La vie des émotions et l'attachement dans la famille, de Michel Delage



 Dans ce livre, Michel Delage articule la théorie de l'attachement à la thérapie systémique, en s'intéressant à son impact sur les relations entre proches aux périodes clefs de la vie, d'avant la naissance (le couple) à la vieillesse (l'auteur ne va pas jusqu'à se prononcer sur la vie après la mort). Des premières relations parents-enfants à la naissance, déjà largement documentées par Bowlby, à l'arrière-grand-parentalité (arrêtez de me regarder comme ça, peut-être que le terme existe) où quatre générations interagissent, si la progression du livre est linéaire, les approches sont variées.
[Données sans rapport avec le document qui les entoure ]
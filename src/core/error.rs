//! 账本错误类型
//!
//! 只有引用完整性被破坏（run / step 父记录不存在）是致命错误，调用方应终止整个 run；
//! 去重命中、竞争落败、非法状态迁移都不是错误，以 PrepareOutcome / bool / Option 返回。

use thiserror::Error;

/// 存储层插入失败的分类：唯一约束冲突可恢复（重读后决定），外键冲突致命
#[derive(Error, Debug)]
pub enum InsertError {
    #[error("unique constraint violated on {0:?}")]
    UniqueViolation(UniqueTarget),

    #[error("foreign key constraint violated")]
    ForeignKeyViolation,

    #[error("ledger connection lock poisoned")]
    LockPoisoned,

    #[error(transparent)]
    Other(rusqlite::Error),
}

/// 哪个唯一约束被触发
#[derive(Debug, Clone, Copy, PartialEq, Eq)]
pub enum UniqueTarget {
    IdempotencyKey,
    ToolCallId,
}

impl From<rusqlite::Error> for InsertError {
    fn from(err: rusqlite::Error) -> Self {
        use rusqlite::ffi;

        if let rusqlite::Error::SqliteFailure(code, msg) = &err {
            match code.extended_code {
                ffi::SQLITE_CONSTRAINT_FOREIGNKEY => return InsertError::ForeignKeyViolation,
                ffi::SQLITE_CONSTRAINT_UNIQUE | ffi::SQLITE_CONSTRAINT_PRIMARYKEY => {
                    let on_key = msg
                        .as_deref()
                        .map(|m| m.contains("idempotency_key"))
                        .unwrap_or(false);
                    return InsertError::UniqueViolation(if on_key {
                        UniqueTarget::IdempotencyKey
                    } else {
                        UniqueTarget::ToolCallId
                    });
                }
                _ => {}
            }
        }
        InsertError::Other(err)
    }
}

/// 账本对外暴露的错误
#[derive(Error, Debug)]
pub enum LedgerError {
    /// run / step 父记录缺失：执行上下文已损坏，不可重试
    #[error("integrity violation for {subject}: {detail}")]
    Integrity { subject: String, detail: String },

    /// 同一个 tool_call_id 被用于另一个幂等键
    #[error("tool_call_id {0} already used for a different idempotency key")]
    ToolCallIdConflict(String),

    #[error("storage error: {0}")]
    Storage(#[from] rusqlite::Error),

    #[error("ledger io error: {0}")]
    Io(#[from] std::io::Error),

    /// 调用方未单独处理的约束冲突
    #[error("constraint violation: {0}")]
    Constraint(String),

    #[error("ledger connection lock poisoned")]
    LockPoisoned,
}

impl From<InsertError> for LedgerError {
    fn from(err: InsertError) -> Self {
        match err {
            InsertError::Other(e) => LedgerError::Storage(e),
            InsertError::LockPoisoned => LedgerError::LockPoisoned,
            other => LedgerError::Constraint(other.to_string()),
        }
    }
}

impl LedgerError {
    /// 是否应当让整个 run 失败而不是尝试执行工具
    pub fn is_fatal(&self) -> bool {
        matches!(
            self,
            LedgerError::Integrity { .. } | LedgerError::ToolCallIdConflict(_)
        )
    }
}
 Un attachement sécure consiste en une confiance gagnée envers une (ou des) figure(s) d'attachement particulière(s) qui permet, une fois ce sentiment de sécurité établi, de s'éloigner plus sereinement d'un environnement sécurisant. L'attachement se construit entre autres à travers, pour le nourrisson, des réactions adaptées et prévisibles aux différentes demandes et émotions, exprimées par la force des choses à travers le langage non-verbal. On imagine donc facilement son impact sur certaines périodes de la vie comme l'adolescence où l'individu commence à tendre vers l'autonomie, parfois dans le conflit où en recherchant un environnement nouveau qui ne convient pas nécessairement aux parents (drogue, …), ou encore le couple, espace dans lequel les réactions adaptées et prévisibles aux différentes demandes et émotions sont plutôt souhaitables!

 Au cours de chapitres très sourcés (avec des notes qui renvoient à la fin du livre et non en bas de page... que l'éditeur·ice aille marcher pieds nus sur des Lego), l'auteur resitue l'enjeu spécifique pour chaque période, et détaille les relations qui vont avoir tendance à se mettre en place selon le mode d'attachement des personnes concernées (sécure, ambivalent, évitant-résistant, désorganisé, …). L'ensemble est assez technique, les rappels théoriques en début d'ouvrage ne sont pas de trop (même quand on connaît un peu la base théorique), et plusieurs lectures ne sont probablement pas de trop non plus pour une utilisation pratique. La structure fait que la présentation est assez schématique et que le texte donne parfois l'impression d'être essentialiste (une personne ayant développé tel type d'attachement aura forcément telle attitude dans telle situation), mais l'auteur rappelle lui-même que "les symptômes, quels qu'ils soient, ne sont pas clairement reliés à un type d'attachement. Un même symptôme peut relever de divers mécanismes".

 L'avantage est que les chapitres peuvent parfaitement être lus indépendamment les uns des autres, pour éclairer une situation particulière ou pour avoir une perspective sur une difficulté rencontrée, même si des connaissances techniques peuvent se révéler utiles pour que la lecture soit claire, d'autant que le livre manque cruellement de vignettes cliniques.